SLEMAN — Bertempat di Dua Dara Orchid Kadipolo Kapanewon Berbah, Saka Kalpataru Sleman menggelar latihan Krida Konservasi dan keanekaragaman hayati (kehati) pada Sabtu, 24 Mei 2025, diikuti oleh anggota dan calon anggota.
Kegiatan ini turut didampingi oleh Kak Eni Yuliani, S.E., M.si. selaku pimpinan Saka Kalpataru Sleman dan Kak Bambang Pamungkas sebagai Wakil Pimpinan Saka Kalpataru Sleman.
Latihan ini bertujuan untuk meningkatkan pemahaman tentang tanaman anggrek yang di Budi daya sebagai salah satu kekayaan indonesia.
Agenda dimulai dengan sambutan dari Kak Eni Yuliani. Dalam sambutannya Kak Eni berpesan bahwa menjadi seorang pramuka harus bisa menjadi contoh terdepan khususnya anggota Saka kalpataru harus menjadi contoh di masyarakat tentang lingkungan.
“Menjadi seorang pramuka bukan sekedar datang mendengarkan materi.
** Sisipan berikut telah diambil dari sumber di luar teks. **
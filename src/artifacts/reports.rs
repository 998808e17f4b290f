//! Pure derivations over a scan result: the context summary and the four
//! analysis reports. Nothing here touches the filesystem.

use std::collections::{BTreeMap, BTreeSet};
use std::fmt::Write as _;

use chrono::{DateTime, Utc};
use serde::{Deserialize, Serialize};

use super::graph::{DependencyGraph, NodeKind};
use crate::scanner::{CodeElement, ElementKind};

const ENTRY_STEMS: &[&str] = &["index", "main", "app", "__main__", "server", "cli"];
const TOP_FILES: usize = 10;

#[derive(Debug, Clone, PartialEq, Eq, Serialize, Deserialize)]
#[serde(rename_all = "camelCase")]
pub struct FileSummary {
    pub file: String,
    pub elements: usize,
}

#[derive(Debug, Clone, PartialEq, Serialize, Deserialize)]
#[serde(rename_all = "camelCase")]
pub struct ContextSummary {
    pub generated_at: DateTime<Utc>,
    pub total_files: usize,
    pub total_elements: usize,
    pub exported: usize,
    pub by_kind: BTreeMap<String, usize>,
    pub entry_points: Vec<String>,
    pub top_files: Vec<FileSummary>,
    pub external_dependencies: Vec<String>,
}

pub fn context_summary(elements: &[CodeElement], generated_at: DateTime<Utc>) -> ContextSummary {
    let mut per_file: BTreeMap<&str, usize> = BTreeMap::new();
    for element in elements {
        *per_file.entry(element.file.as_str()).or_default() += 1;
    }

    let entry_points = per_file
        .keys()
        .filter(|file| ENTRY_STEMS.contains(&file_stem(file)))
        .map(|file| file.to_string())
        .collect();

    let mut top_files: Vec<FileSummary> = per_file
        .iter()
        .map(|(file, count)| FileSummary {
            file: file.to_string(),
            elements: *count,
        })
        .collect();
    top_files.sort_by(|a, b| b.elements.cmp(&a.elements).then_with(|| a.file.cmp(&b.file)));
    top_files.truncate(TOP_FILES);

    let graph = DependencyGraph::build(elements);
    let external_dependencies = graph
        .nodes
        .iter()
        .filter(|n| n.kind == NodeKind::External)
        .map(|n| n.id.clone())
        .collect();

    ContextSummary {
        generated_at,
        total_files: per_file.len(),
        total_elements: elements.len(),
        exported: elements.iter().filter(|e| e.exported).count(),
        by_kind: count_by_kind(elements),
        entry_points,
        top_files,
        external_dependencies,
    }
}

/// Human-readable rendering of a [`ContextSummary`].
pub fn context_markdown(summary: &ContextSummary) -> String {
    let mut out = String::from("# Project Context\n\n");
    let _ = writeln!(out, "Generated: {}\n", summary.generated_at.to_rfc3339());
    let _ = writeln!(out, "- Files: {}", summary.total_files);
    let _ = writeln!(out, "- Elements: {}", summary.total_elements);
    let _ = writeln!(out, "- Exported: {}\n", summary.exported);

    out.push_str("## Elements by kind\n\n| Kind | Count |\n|------|-------|\n");
    for (kind, count) in &summary.by_kind {
        let _ = writeln!(out, "| {} | {} |", kind, count);
    }

    if !summary.entry_points.is_empty() {
        out.push_str("\n## Entry points\n\n");
        for entry in &summary.entry_points {
            let _ = writeln!(out, "- `{}`", entry);
        }
    }

    out.push_str("\n## Largest files\n\n");
    for file in &summary.top_files {
        let _ = writeln!(out, "- `{}` ({} elements)", file.file, file.elements);
    }

    if !summary.external_dependencies.is_empty() {
        out.push_str("\n## External dependencies\n\n");
        for dep in &summary.external_dependencies {
            let _ = writeln!(out, "- {}", dep);
        }
    }
    out
}

#[derive(Debug, Clone, PartialEq, Eq, Serialize, Deserialize)]
#[serde(rename_all = "camelCase")]
pub struct DuplicateName {
    pub name: String,
    pub files: Vec<String>,
}

#[derive(Debug, Clone, PartialEq, Eq, Serialize, Deserialize)]
#[serde(rename_all = "camelCase")]
pub struct PatternsReport {
    pub by_kind: BTreeMap<String, usize>,
    pub hooks: Vec<String>,
    pub components: Vec<String>,
    pub duplicate_names: Vec<DuplicateName>,
}

pub fn patterns(elements: &[CodeElement]) -> PatternsReport {
    let names_of = |kind: ElementKind| -> Vec<String> {
        elements
            .iter()
            .filter(|e| e.kind == kind)
            .map(|e| e.name.clone())
            .collect::<BTreeSet<_>>()
            .into_iter()
            .collect()
    };

    let mut defined_in: BTreeMap<&str, BTreeSet<&str>> = BTreeMap::new();
    for element in elements.iter().filter(|e| e.kind != ElementKind::Import) {
        defined_in
            .entry(element.name.as_str())
            .or_default()
            .insert(element.file.as_str());
    }
    let duplicate_names = defined_in
        .into_iter()
        .filter(|(_, files)| files.len() > 1)
        .map(|(name, files)| DuplicateName {
            name: name.to_string(),
            files: files.into_iter().map(str::to_string).collect(),
        })
        .collect();

    PatternsReport {
        by_kind: count_by_kind(elements),
        hooks: names_of(ElementKind::Hook),
        components: names_of(ElementKind::Component),
        duplicate_names,
    }
}

#[derive(Debug, Clone, PartialEq, Serialize, Deserialize)]
#[serde(rename_all = "camelCase")]
pub struct CoverageReport {
    pub test_files: Vec<String>,
    pub source_files: usize,
    pub covered: Vec<String>,
    pub uncovered: Vec<String>,
    pub ratio: f64,
}

/// Files that look like tests by naming convention.
pub fn is_test_file(path: &str) -> bool {
    let name = path.rsplit('/').next().unwrap_or(path);
    name.contains(".test.")
        || name.contains(".spec.")
        || (name.starts_with("test_") && name.ends_with(".py"))
        || name.ends_with("_test.py")
        || path.split('/').any(|segment| segment == "__tests__")
}

/// A source file counts as covered when some test file shares its stem.
pub fn coverage(elements: &[CodeElement]) -> CoverageReport {
    let files: BTreeSet<&str> = elements.iter().map(|e| e.file.as_str()).collect();
    let (tests, sources): (Vec<&str>, Vec<&str>) = files.into_iter().partition(|f| is_test_file(f));

    let tested_stems: BTreeSet<String> = tests.iter().map(|t| tested_stem(t)).collect();
    let (covered, uncovered): (Vec<&str>, Vec<&str>) = sources
        .iter()
        .partition(|s| tested_stems.contains(file_stem(s)));

    let ratio = if sources.is_empty() {
        0.0
    } else {
        covered.len() as f64 / sources.len() as f64
    };

    CoverageReport {
        test_files: tests.iter().map(|s| s.to_string()).collect(),
        source_files: sources.len(),
        covered: covered.iter().map(|s| s.to_string()).collect(),
        uncovered: uncovered.iter().map(|s| s.to_string()).collect(),
        ratio,
    }
}

#[derive(Debug, Clone, Copy, PartialEq, Eq, Serialize, Deserialize)]
#[serde(rename_all = "lowercase")]
pub enum Severity {
    Error,
    Warning,
}

#[derive(Debug, Clone, PartialEq, Eq, Serialize, Deserialize)]
#[serde(rename_all = "camelCase")]
pub struct ValidationIssue {
    pub severity: Severity,
    pub file: String,
    pub line: Option<usize>,
    pub message: String,
}

#[derive(Debug, Clone, PartialEq, Eq, Serialize, Deserialize)]
#[serde(rename_all = "camelCase")]
pub struct ValidationReport {
    pub valid: bool,
    pub issues: Vec<ValidationIssue>,
}

/// Checks the scan result against the tree: indexed files must still exist,
/// relative imports must resolve and exported names should be unique.
pub fn validate(elements: &[CodeElement], exists: impl Fn(&str) -> bool) -> ValidationReport {
    let mut issues = Vec::new();

    let files: BTreeSet<&str> = elements.iter().map(|e| e.file.as_str()).collect();
    for file in files.into_iter().filter(|f| !exists(f)) {
        issues.push(ValidationIssue {
            severity: Severity::Error,
            file: file.to_string(),
            line: None,
            message: "Indexed file no longer exists".to_string(),
        });
    }

    for import in DependencyGraph::build(elements).unresolved {
        issues.push(ValidationIssue {
            severity: Severity::Error,
            file: import.file,
            line: Some(import.line),
            message: format!("Unresolved import '{}'", import.specifier),
        });
    }

    let mut exported: BTreeMap<&str, Vec<&CodeElement>> = BTreeMap::new();
    for element in elements
        .iter()
        .filter(|e| e.exported && e.kind != ElementKind::Import)
    {
        exported.entry(element.name.as_str()).or_default().push(element);
    }
    for (name, defs) in exported.into_iter().filter(|(_, defs)| defs.len() > 1) {
        for def in defs {
            issues.push(ValidationIssue {
                severity: Severity::Warning,
                file: def.file.clone(),
                line: Some(def.line),
                message: format!("Exported name '{}' is defined in more than one place", name),
            });
        }
    }

    ValidationReport {
        valid: !issues.iter().any(|i| i.severity == Severity::Error),
        issues,
    }
}

#[derive(Debug, Clone, PartialEq, Eq, Serialize, Deserialize)]
#[serde(rename_all = "camelCase")]
pub struct ElementRef {
    pub kind: ElementKind,
    pub name: String,
    pub file: String,
    pub line: usize,
}

impl From<&CodeElement> for ElementRef {
    fn from(e: &CodeElement) -> Self {
        Self {
            kind: e.kind,
            name: e.name.clone(),
            file: e.file.clone(),
            line: e.line,
        }
    }
}

#[derive(Debug, Clone, PartialEq, Eq, Serialize, Deserialize)]
#[serde(rename_all = "camelCase")]
pub struct DriftReport {
    pub has_baseline: bool,
    pub added: Vec<ElementRef>,
    pub removed: Vec<ElementRef>,
    pub moved: Vec<ElementRef>,
}

impl DriftReport {
    pub fn is_clean(&self) -> bool {
        self.added.is_empty() && self.removed.is_empty() && self.moved.is_empty()
    }
}

/// Compare the current scan with the previous index. Elements are keyed by
/// file, kind and name; a changed line number counts as moved.
pub fn drift(previous: Option<&[CodeElement]>, current: &[CodeElement]) -> DriftReport {
    let Some(previous) = previous else {
        return DriftReport {
            has_baseline: false,
            added: Vec::new(),
            removed: Vec::new(),
            moved: Vec::new(),
        };
    };

    let before = keyed(previous);
    let after = keyed(current);

    let added = after
        .iter()
        .filter(|(k, _)| !before.contains_key(*k))
        .map(|(_, e)| ElementRef::from(*e))
        .collect();
    let removed = before
        .iter()
        .filter(|(k, _)| !after.contains_key(*k))
        .map(|(_, e)| ElementRef::from(*e))
        .collect();
    let moved = after
        .iter()
        .filter_map(|(k, e)| before.get(k).filter(|old| old.line != e.line).map(|_| ElementRef::from(*e)))
        .collect();

    DriftReport {
        has_baseline: true,
        added,
        removed,
        moved,
    }
}

type ElementKey<'a> = (&'a str, ElementKind, &'a str);

fn keyed(list: &[CodeElement]) -> BTreeMap<ElementKey<'_>, &CodeElement> {
    list.iter()
        .map(|e| ((e.file.as_str(), e.kind, e.name.as_str()), e))
        .collect()
}

fn count_by_kind(elements: &[CodeElement]) -> BTreeMap<String, usize> {
    let mut counts = BTreeMap::new();
    for element in elements {
        *counts.entry(element.kind.as_str().to_string()).or_default() += 1;
    }
    counts
}

fn file_stem(path: &str) -> &str {
    let name = path.rsplit('/').next().unwrap_or(path);
    name.split('.').next().unwrap_or(name)
}

fn tested_stem(path: &str) -> String {
    let stem = file_stem(path);
    let stem = stem.strip_prefix("test_").unwrap_or(stem);
    stem.strip_suffix("_test").unwrap_or(stem).to_string()
}
use anyhow::{Context, Result};
use clap::{Parser, Subcommand};
use std::path::PathBuf;
use tracing_subscriber::EnvFilter;

use coderef_scan::config::ScanConfig;

mod cmd;

#[derive(Parser)]
#[command(name = "coderef-scan")]
#[command(version, about = "Run scaffold, scan and generate phases across projects")]
pub struct Cli {
    /// Debug logging and full job output
    #[arg(short, long, global = true)]
    pub verbose: bool,

    /// Emit process logs as JSON
    #[arg(long, global = true)]
    pub log_json: bool,

    /// Directory holding coderef-scan.toml (defaults to the current directory)
    #[arg(long, global = true)]
    pub work_dir: Option<PathBuf>,

    #[command(subcommand)]
    pub command: Commands,
}

#[derive(Subcommand)]
pub enum Commands {
    /// Start the HTTP and WebSocket server
    Serve {
        #[arg(long)]
        host: Option<String>,

        #[arg(short, long)]
        port: Option<u16>,

        /// Enable dev mode (CORS permissive for a local front-end)
        #[arg(long)]
        dev: bool,
    },
    /// Run a scan job in-process and render its progress
    Run {
        /// Project directories to process, in order
        #[arg(required = true)]
        paths: Vec<PathBuf>,

        /// Run the scaffold script before scanning
        #[arg(long)]
        scaffold: bool,

        /// Skip the scan phase
        #[arg(long)]
        no_scan: bool,

        /// Generate artifacts from the scan result
        #[arg(long)]
        generate: bool,

        /// Run every phase
        #[arg(long)]
        all: bool,

        /// Job id (defaults to a random UUID)
        #[arg(long)]
        job_id: Option<String>,
    },
    /// View or initialise configuration
    Config {
        #[command(subcommand)]
        command: Option<ConfigCommands>,
    },
}

#[derive(Subcommand, Clone)]
pub enum ConfigCommands {
    /// Show the effective configuration
    Show,
    /// Write a default coderef-scan.toml
    Init,
}

fn init_tracing(verbose: bool, json: bool) {
    let default_level = if verbose { "debug" } else { "info" };
    let filter = EnvFilter::try_from_default_env().unwrap_or_else(|_| EnvFilter::new(default_level));
    let builder = tracing_subscriber::fmt()
        .with_env_filter(filter)
        .with_writer(std::io::stderr);
    if json {
        builder.json().init();
    } else {
        builder.init();
    }
}

#[tokio::main]
async fn main() -> Result<()> {
    dotenvy::dotenv().ok();
    let cli = Cli::parse();
    init_tracing(cli.verbose, cli.log_json);

    let work_dir = match cli.work_dir.clone() {
        Some(dir) => dir,
        None => std::env::current_dir().context("Failed to get current directory")?,
    };
    let config = ScanConfig::load_or_default(&work_dir)?.with_env();

    match cli.command {
        Commands::Serve { host, port, dev } => {
            cmd::cmd_serve(config, host, port, dev).await?;
        }
        Commands::Run {
            paths,
            scaffold,
            no_scan,
            generate,
            all,
            job_id,
        } => {
            let selection = cmd::run::selection_from_flags(scaffold, no_scan, generate, all);
            cmd::cmd_run(config, paths, selection, job_id, cli.verbose).await?;
        }
        Commands::Config { command } => cmd::cmd_config(&work_dir, &config, command)?,
    }

    Ok(())
}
Namun, harus bisa mengelola keuangan dan berwirausaha di bidang masing masing,” ujarnya.
Selanjutnya Kak Sinungwati, S.H., M.I.P. selaku narasumber sekaligus owner Dua Dara Orchid Yogyakarta menyampaikan bahwa Anggreknya berasal dari 95% budidaya sendiri, 3% jungle dari hutan, tidak merusak tapi melestarikan.
Sebagai petani anggrek, Kak Sinung juga turut menjaga pelestarian lingkungan. Pupuknya berasal dari sampah dapur, air cucian beras, kulit bawang merah, kulit bawang putih.
Tentu ini juga menjadi peluang besar bagi anggota Saka kalpataru untuk mencoba berwirausaha.
Selanjutnya para peserta juga diajak untuk berkeliling melihat jenis anggrek yang banyak jenisnya.

Kegiatan ini diharapkan dapat menumbuhkan kesadaran kepedulian peserta terhadap tanaman hias khususnya anggrek bahwa perawatan anggrek sangat mudah dan sangat mudah untuk di kembangkan Serta mendorong mereka untuk berkontribusi dalam upaya konservasi di daerah mereka masing-masing.
Dengan adanya latihan ini, Dewan Saka Saka Kalpataru Sleman berharap dapat melahirkan generasi yang lebih peduli dan aktif tentang lingkungan di daerahnya masing-masing.